:: INSTRUCTIONS FOR THE TASK ::
Lines containing "short": state how many there are in these entries, and write only that number.

[Stored data entries]

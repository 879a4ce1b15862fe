//! 接続とリクエストのタイミング

use std::time::Duration;

/// 1 ホップ分のタイミング
///
/// 計測していない区間は `None`。TLS は平文接続では常に `None`。
#[derive(Debug, Clone, Copy, Default, PartialEq, Eq)]
pub struct RequestStats {
    /// 名前解決
    pub dns: Option<Duration>,
    /// TCP 接続 (名前解決を含まない)
    pub connect: Option<Duration>,
    /// TLS ハンドシェイク
    pub tls: Option<Duration>,
    /// リクエストの書き込み
    pub send: Option<Duration>,
    /// 書き込み完了から最初のバイトまで
    pub wait: Option<Duration>,
    /// 最初のバイトからレスポンス完了まで
    pub receive: Option<Duration>,
}

impl RequestStats {
    /// 計測済み区間の合計
    pub fn total(&self) -> Duration {
        [
            self.dns,
            self.connect,
            self.tls,
            self.send,
            self.wait,
            self.receive,
        ]
        .into_iter()
        .flatten()
        .sum()
    }

    /// 区間をミリ秒で並べる (dns, connect, tls, send, wait, receive)
    ///
    /// 計測していない区間は -1。
    pub fn as_millis(&self) -> [f64; 6] {
        [
            self.dns,
            self.connect,
            self.tls,
            self.send,
            self.wait,
            self.receive,
        ]
        .map(|d| d.map_or(-1.0, |d| d.as_secs_f64() * 1000.0))
    }
}
//! ホスト書き換えルールのプロパティテスト

use pbt::{hostname, url_path};
use proptest::prelude::*;
use socket_http11::host_rules::{resolve, rewrite};
use socket_http11::{Headers, HostRule, MessageBuilder, Payload, Url};

proptest! {
    /// 完全一致のルールはホスト部分だけを置き換え、パスは保つ
    #[test]
    fn prop_exact_rule_keeps_path(
        host in hostname(),
        port in 1024u16..=65535,
        path in url_path(),
    ) {
        // スキームの文字列に誤ってマッチしないよう `//` から書く
        let rules = vec![HostRule::new(format!("//{}", host), format!("//127.0.0.1:{}", port))];
        let rewritten = rewrite(&rules, &format!("http://{}{}", host, path));
        prop_assert_eq!(rewritten, Some(format!("http://127.0.0.1:{}{}", port, path)));
    }

    /// パターンが現れない URL は書き換えない
    #[test]
    fn prop_unmatched_rule_is_none(host in hostname(), path in url_path()) {
        let rules = vec![HostRule::new("zz-no-such-host", "127.0.0.1:1")];
        let url = format!("http://{}{}", host, path);
        prop_assert_eq!(rewrite(&rules, &url), None);

        let parsed = Url::parse(&url).unwrap();
        prop_assert_eq!(resolve(&rules, &parsed).unwrap(), parsed);
    }

    /// 大文字小文字を区別せずにマッチする
    #[test]
    fn prop_case_insensitive(host in hostname(), path in url_path()) {
        let rules = vec![HostRule::new(format!("//{}", host.to_uppercase()), "//127.0.0.1:8123")];
        let rewritten = rewrite(&rules, &format!("http://{}{}", host, path));
        prop_assert_eq!(rewritten, Some(format!("http://127.0.0.1:8123{}", path)));
    }

    /// ワイルドカードのキャプチャを `$1` で参照できる
    #[test]
    fn prop_wildcard_capture(label in "[a-z]{1,10}", path in url_path()) {
        let rules = vec![HostRule::new("*.example.com", "$1.internal:8080")];
        let rewritten = rewrite(&rules, &format!("http://{}.example.com{}", label, path));
        prop_assert_eq!(rewritten, Some(format!("http://{}.internal:8080{}", label, path)));
    }

    /// 接続先が書き換わっても Host ヘッダーは論理 URL のまま
    #[test]
    fn prop_host_header_preserved(
        host in hostname(),
        port in 1024u16..=65535,
        path in url_path(),
    ) {
        let logical = Url::parse(&format!("http://{}{}", host, path)).unwrap();
        let rules = vec![HostRule::new(format!("//{}", host), format!("//127.0.0.1:{}", port))];
        let target = resolve(&rules, &logical).unwrap();
        prop_assert_eq!(target.host(), "127.0.0.1");
        prop_assert_eq!(target.port_or_default(), port);

        let headers = Headers::new();
        let payload = Payload::None;
        let message = MessageBuilder::new("GET", &logical, &headers, &payload).build();
        prop_assert_eq!(message.headers.get("Host"), Some(host.as_str()));
    }
}
//! socket_http11 を使った HTTP/HTTPS クライアントの例
//!
//! 使い方:
//!   cargo run -p socket_http11_client -- https://example.com/
//!   cargo run -p socket_http11_client -- --host-rule example.com=127.0.0.1:8080 http://example.com/
//!   RUST_LOG=debug cargo run -p socket_http11_client -- --method POST --data 'a=1' http://httpbin.org/post

use std::time::Duration;

use tokio_socket_http11::{
    AuthConfig, AuthMethod, HostRule, LoadEvent, LoadResult, ProxyConfig, RequestConfig,
    RequestDescriptor, SocketRequest,
};

struct ClientOptions {
    url: String,
    method: String,
    header: Option<String>,
    data: Option<String>,
    user: Option<String>,
    password: String,
    auth_method: String,
    timeout_ms: Option<u64>,
    host_rule: Option<String>,
    proxy: Option<String>,
    no_redirect: bool,
    insecure: bool,
    verbose: bool,
}

fn parse_args() -> Result<ClientOptions, Box<dyn std::error::Error>> {
    let mut args = noargs::raw_args();
    args.metadata_mut().app_name = "socket_http11_client";

    // --help フラグ
    noargs::HELP_FLAG.take_help(&mut args);

    // --version フラグ
    let version_flag: bool = noargs::flag("version")
        .short('V')
        .doc("Show version")
        .take(&mut args)
        .is_present();
    if version_flag {
        println!("{}", env!("CARGO_PKG_VERSION"));
        std::process::exit(0);
    }

    let method: String = noargs::opt("method")
        .short('X')
        .doc("Request method")
        .default("GET")
        .take(&mut args)
        .then(|o| Ok::<_, &str>(o.value().to_string()))
        .map_err(|e| format!("{:?}", e))?;

    let header: Option<String> = noargs::opt("header")
        .short('H')
        .doc("Extra request header (e.g., 'Accept: text/html')")
        .take(&mut args)
        .present_and_then(|o| Ok::<_, &str>(o.value().to_string()))
        .map_err(|e| format!("{:?}", e))?;

    let data: Option<String> = noargs::opt("data")
        .short('d')
        .doc("Text payload")
        .take(&mut args)
        .present_and_then(|o| Ok::<_, &str>(o.value().to_string()))
        .map_err(|e| format!("{:?}", e))?;

    let user: Option<String> = noargs::opt("user")
        .short('u')
        .doc("User name for authentication")
        .take(&mut args)
        .present_and_then(|o| Ok::<_, &str>(o.value().to_string()))
        .map_err(|e| format!("{:?}", e))?;

    let password: String = noargs::opt("password")
        .doc("Password for authentication")
        .default("")
        .take(&mut args)
        .then(|o| Ok::<_, &str>(o.value().to_string()))
        .map_err(|e| format!("{:?}", e))?;

    let auth_method: String = noargs::opt("auth")
        .doc("Authentication method (basic, digest, ntlm)")
        .default("basic")
        .take(&mut args)
        .then(|o| Ok::<_, &str>(o.value().to_string()))
        .map_err(|e| format!("{:?}", e))?;

    let timeout_ms: Option<u64> = noargs::opt("timeout")
        .short('t')
        .doc("Timeout in milliseconds (0 disables)")
        .take(&mut args)
        .present_and_then(|o| o.value().parse())
        .map_err(|e| format!("{:?}", e))?;

    let host_rule: Option<String> = noargs::opt("host-rule")
        .doc("Host rewrite rule (e.g., 'domain.com=127.0.0.1:8123')")
        .take(&mut args)
        .present_and_then(|o| Ok::<_, &str>(o.value().to_string()))
        .map_err(|e| format!("{:?}", e))?;

    let proxy: Option<String> = noargs::opt("proxy")
        .doc("HTTP proxy URL")
        .take(&mut args)
        .present_and_then(|o| Ok::<_, &str>(o.value().to_string()))
        .map_err(|e| format!("{:?}", e))?;

    let no_redirect: bool = noargs::flag("no-redirect")
        .doc("Do not follow redirects")
        .take(&mut args)
        .is_present();

    let insecure: bool = noargs::flag("insecure")
        .short('k')
        .doc("Skip TLS certificate validation")
        .take(&mut args)
        .is_present();

    let verbose: bool = noargs::flag("verbose")
        .short('v')
        .doc("Print lifecycle events")
        .take(&mut args)
        .is_present();

    // 位置引数: URL
    let url: String = noargs::arg("<URL>")
        .doc("URL to fetch (e.g., https://example.com/)")
        .take(&mut args)
        .then(|a| Ok::<_, &str>(a.value().to_string()))
        .map_err(|e| format!("{:?}", e))?;

    // 未知の引数があればエラー、ヘルプが返されたら表示
    if let Some(help) = args.finish().map_err(|e| format!("{:?}", e))? {
        print!("{}", help);
        std::process::exit(0);
    }

    Ok(ClientOptions {
        url,
        method,
        header,
        data,
        user,
        password,
        auth_method,
        timeout_ms,
        host_rule,
        proxy,
        no_redirect,
        insecure,
        verbose,
    })
}

fn build_descriptor(options: &ClientOptions) -> Result<RequestDescriptor, Box<dyn std::error::Error>> {
    let mut config = RequestConfig::new()
        .follow_redirects(!options.no_redirect)
        .validate_certificates(!options.insecure);
    if let Some(ms) = options.timeout_ms {
        config = config.timeout_ms(ms);
    }
    if let Some(rule) = &options.host_rule {
        let (from, to) = rule
            .split_once('=')
            .ok_or("host rule must be 'from=to'")?;
        config = config.host_rule(HostRule::new(from, to));
    }
    if let Some(proxy) = &options.proxy {
        config = config.proxy(ProxyConfig::new(proxy.as_str()));
    }

    let mut descriptor = RequestDescriptor::new(&options.method, &options.url)
        .header("User-Agent", concat!("socket_http11_client/", env!("CARGO_PKG_VERSION")))
        .header("Accept", "*/*")
        .config(config);
    if let Some(header) = &options.header {
        descriptor = descriptor.headers_text(header);
    }
    if let Some(data) = &options.data {
        descriptor = descriptor.text(data);
    }
    if let Some(user) = &options.user {
        let method = AuthMethod::from_name(&options.auth_method)
            .ok_or_else(|| format!("unknown auth method: {}", options.auth_method))?;
        descriptor = descriptor.auth(AuthConfig::new(method, user.as_str(), options.password.as_str()));
    }
    Ok(descriptor)
}

fn print_result(result: &LoadResult) {
    for (url, response) in result.redirects.iter() {
        println!("[redirect] {} {} <- {}", response.status, response.status_text, url);
    }

    let response = &result.response;
    println!("\n--- Response ({}) ---", response.url);
    println!("{} {} {}", response.version, response.status, response.status_text);
    for (name, value) in &response.raw_headers {
        println!("{}: {}", name, value);
    }
    println!();

    // ボディを表示 (テキストの場合)
    if let Ok(body) = std::str::from_utf8(&response.body) {
        if let Some((end, _)) = body.char_indices().nth(1000) {
            println!("{}...", &body[..end]);
            println!("\n[Body truncated, {} bytes total]", response.body.len());
        } else {
            println!("{}", body);
        }
    } else {
        println!("[Binary body, {} bytes]", response.body.len());
    }

    let ms = response.stats.as_millis();
    println!(
        "\n[dns {:.1}ms, connect {:.1}ms, tls {:.1}ms, send {:.1}ms, wait {:.1}ms, receive {:.1}ms, total {:?}]",
        ms[0],
        ms[1],
        ms[2],
        ms[3],
        ms[4],
        ms[5],
        response.stats.total()
    );
}

#[tokio::main]
async fn main() -> Result<(), Box<dyn std::error::Error>> {
    tracing_subscriber::fmt()
        .with_env_filter(
            tracing_subscriber::EnvFilter::try_from_default_env()
                .unwrap_or_else(|_| tracing_subscriber::EnvFilter::new("warn")),
        )
        .with_target(false)
        .compact()
        .init();

    let options = parse_args()?;
    let descriptor = build_descriptor(&options)?;

    let (abort, mut events, handle) = SocketRequest::new(descriptor).spawn();

    // Ctrl-C で中断する
    let ctrl_c = {
        let abort = abort.clone();
        tokio::spawn(async move {
            if tokio::signal::ctrl_c().await.is_ok() {
                abort.abort();
            }
        })
    };

    while let Some(event) = events.recv().await {
        if options.verbose {
            eprintln!("[event] {:?}", event);
        }
        if let LoadEvent::Error { code, message } = &event {
            eprintln!("error: {} ({})", message, code);
        }
    }
    ctrl_c.abort();

    match handle.await? {
        Ok(result) => {
            print_result(&result);
            Ok(())
        }
        Err(e) => {
            eprintln!("request failed: {} [{} {}]", e, e.code(), e.net_message());
            std::process::exit(1);
        }
    }
}
//! Output artifacts.
//!
//! Four files are derived from one base path `<dir>/<stem>.json`:
//!
//! - `<dir>/<stem>.json`: the distribution document
//! - `<dir>/<stem>_analytics.json`: [`AnalyticsSummary`]
//! - `<dir>/<stem>_distribution.csv`: `address,amount,rank`
//! - `<dir>/<stem>_frequency.csv`: `amount,count,percentage`
//!
//! Files are written in that order. A failure leaves earlier files in place.

use std::collections::BTreeMap;
use std::path::{Path, PathBuf};

use serde::{Deserialize, Serialize};
use tracing::info;

use crate::analytics::AnalyticsSummary;
use crate::error::OutputError;
use crate::types::{HolderRewards, ProcessedOutput};

/// Artifact paths for one run.
#[derive(Debug, Clone, PartialEq, Eq)]
pub struct OutputPaths {
    pub main: PathBuf,
    pub analytics: PathBuf,
    pub distribution_csv: PathBuf,
    pub frequency_csv: PathBuf,
}

impl OutputPaths {
    /// Derive the companion artifact paths from the main output path.
    pub fn derive(base: impl AsRef<Path>) -> Self {
        let base = base.as_ref();
        let stem = base
            .file_stem()
            .map(|s| s.to_string_lossy().into_owned())
            .unwrap_or_else(|| "output".to_string());
        let dir = base.parent().unwrap_or_else(|| Path::new(""));
        let sibling = |suffix: &str| dir.join(format!("{stem}{suffix}"));

        Self {
            main: base.to_path_buf(),
            analytics: sibling("_analytics.json"),
            distribution_csv: sibling("_distribution.csv"),
            frequency_csv: sibling("_frequency.csv"),
        }
    }
}

/// One row of the distribution CSV.
#[derive(Debug, Clone, PartialEq, Eq, Serialize, Deserialize)]
pub struct DistributionRow {
    pub address: String,
    pub amount: u64,
    /// 1-based position by amount, descending.
    pub rank: usize,
}

/// One row of the frequency CSV.
#[derive(Debug, Clone, PartialEq, Eq, Serialize, Deserialize)]
pub struct FrequencyRow {
    pub amount: u64,
    pub count: usize,
    /// `count / total_holders * 100`, two decimals.
    pub percentage: String,
}

/// Holders ranked by first-token amount, descending. Ties keep address order.
pub fn distribution_rows(rewards: &HolderRewards) -> Vec<DistributionRow> {
    let mut amounts = rewards.first_token_amounts();
    amounts.sort_by(|a, b| b.1.cmp(&a.1));
    amounts
        .into_iter()
        .enumerate()
        .map(|(i, (address, amount))| DistributionRow {
            address: address.to_string(),
            amount,
            rank: i + 1,
        })
        .collect()
}

/// Holder counts per exact first-token amount, amount descending.
pub fn frequency_rows(rewards: &HolderRewards) -> Vec<FrequencyRow> {
    let total = rewards.len();
    let mut counts: BTreeMap<u64, usize> = BTreeMap::new();
    for (_, amount) in rewards.first_token_amounts() {
        *counts.entry(amount).or_default() += 1;
    }
    counts
        .into_iter()
        .rev()
        .map(|(amount, count)| FrequencyRow {
            amount,
            count,
            percentage: format!("{:.2}", count as f64 / total as f64 * 100.0),
        })
        .collect()
}

fn write_err(path: &Path, reason: impl ToString) -> OutputError {
    OutputError::Write {
        path: path.display().to_string(),
        reason: reason.to_string(),
    }
}

/// Pretty-print `value` as JSON to `path`.
pub fn write_json<T: Serialize>(path: &Path, value: &T) -> Result<(), OutputError> {
    let mut json = serde_json::to_string_pretty(value).map_err(|e| write_err(path, e))?;
    json.push('\n');
    std::fs::write(path, json).map_err(|e| write_err(path, e))
}

fn write_csv<R: Serialize>(path: &Path, header: &[&str], rows: &[R]) -> Result<(), OutputError> {
    let mut writer = csv::WriterBuilder::new()
        .has_headers(false)
        .from_path(path)
        .map_err(|e| write_err(path, e))?;
    writer.write_record(header).map_err(|e| write_err(path, e))?;
    for row in rows {
        writer.serialize(row).map_err(|e| write_err(path, e))?;
    }
    writer.flush().map_err(|e| write_err(path, e))
}

pub fn write_distribution_csv(path: &Path, rewards: &HolderRewards) -> Result<(), OutputError> {
    write_csv(path, &["address", "amount", "rank"], &distribution_rows(rewards))
}

pub fn write_frequency_csv(path: &Path, rewards: &HolderRewards) -> Result<(), OutputError> {
    write_csv(path, &["amount", "count", "percentage"], &frequency_rows(rewards))
}

/// Write all four artifacts, creating the output directory if needed.
pub fn write_artifacts(
    paths: &OutputPaths,
    output: &ProcessedOutput,
    summary: &AnalyticsSummary,
    rewards: &HolderRewards,
) -> Result<(), OutputError> {
    if let Some(dir) = paths.main.parent().filter(|d| !d.as_os_str().is_empty()) {
        std::fs::create_dir_all(dir).map_err(|e| OutputError::CreateDir {
            path: dir.display().to_string(),
            reason: e.to_string(),
        })?;
    }

    write_json(&paths.main, output)?;
    info!(path = %paths.main.display(), holders = output.snapshot.len(), "wrote distribution");
    write_json(&paths.analytics, summary)?;
    info!(path = %paths.analytics.display(), "wrote analytics");
    write_distribution_csv(&paths.distribution_csv, rewards)?;
    info!(path = %paths.distribution_csv.display(), "wrote distribution csv");
    write_frequency_csv(&paths.frequency_csv, rewards)?;
    info!(path = %paths.frequency_csv.display(), "wrote frequency csv");
    Ok(())
}

fn read_err(path: &Path, reason: impl ToString) -> OutputError {
    OutputError::Read {
        path: path.display().to_string(),
        reason: reason.to_string(),
    }
}

/// Parse a previously written distribution document.
pub fn read_processed(path: impl AsRef<Path>) -> Result<ProcessedOutput, OutputError> {
    let path = path.as_ref();
    let raw = std::fs::read_to_string(path).map_err(|e| read_err(path, e))?;
    serde_json::from_str(&raw).map_err(|e| read_err(path, e))
}

/// Parse a previously written analytics artifact.
pub fn read_analytics(path: impl AsRef<Path>) -> Result<AnalyticsSummary, OutputError> {
    let path = path.as_ref();
    let raw = std::fs::read_to_string(path).map_err(|e| read_err(path, e))?;
    serde_json::from_str(&raw).map_err(|e| read_err(path, e))
}

/// Parse a previously written distribution CSV.
pub fn read_distribution_csv(path: impl AsRef<Path>) -> Result<Vec<DistributionRow>, OutputError> {
    let path = path.as_ref();
    let mut reader = csv::Reader::from_path(path).map_err(|e| read_err(path, e))?;
    reader
        .deserialize()
        .collect::<Result<Vec<DistributionRow>, csv::Error>>()
        .map_err(|e| read_err(path, e))
}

:: THE COMPLETED TASK ::
8